Three French curves.

For instance, a French curve is a physical template used in (manual) sketching to aid the hand in drawing smooth curves. Tracing the edges of any part of these curves will usually give you something that is not the graph of a function. It’s obvious that we need to generalize our idea of what a curve is a bit. The problem is that many fields of mathematics define a curve to mean different things.  The curves we’ll be looking at, called Bezier curves, are a special case of  single-parameter polynomial plane curves. This sounds like a mouthful, but what it means is that the entire curve can be evaluated with two polynomials: one for the $ x$ values and one for the $ y$ values. Both polynomials share the same variable, which we’ll call $ t$, and $ t$ is evaluated at real numbers.

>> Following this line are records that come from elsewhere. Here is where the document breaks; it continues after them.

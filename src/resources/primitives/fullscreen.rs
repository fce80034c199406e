use crate::resources::geometry::MeshData;

/// One triangle covering the whole viewport in clip space.
///
/// UVs run 0..1 over the visible area; the overhang is clipped.
#[must_use]
pub fn create_fullscreen_triangle() -> MeshData {
    MeshData {
        positions: vec![[-1.0, -1.0, 0.0], [3.0, -1.0, 0.0], [-1.0, 3.0, 0.0]],
        normals: vec![[0.0, 0.0, 1.0]; 3],
        uvs: vec![[0.0, 0.0], [2.0, 0.0], [0.0, 2.0]],
        indices: vec![0, 1, 2],
    }
}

An example should make this clear. Let’s pick two simple polynomials in $ t$, say $ x(t) = t^2$ and $ y(t) = t^3$. If we want to find points on this curve, we can just choose values of $ t$ and plug them into both equations. For instance, plugging in $ t = 2$ gives the point $ (4, 8)$ on our curve. Plotting all such values gives a curve that is definitely not the graph of a function:

example-curve

But it’s clear that we can write any single-variable function $ f(x)$ in this parametric form: just choose $ x(t) = t$ and $ y(t) = f(t)$. So these are really more general objects than regular old functions (although we’ll only be working with polynomials in this post).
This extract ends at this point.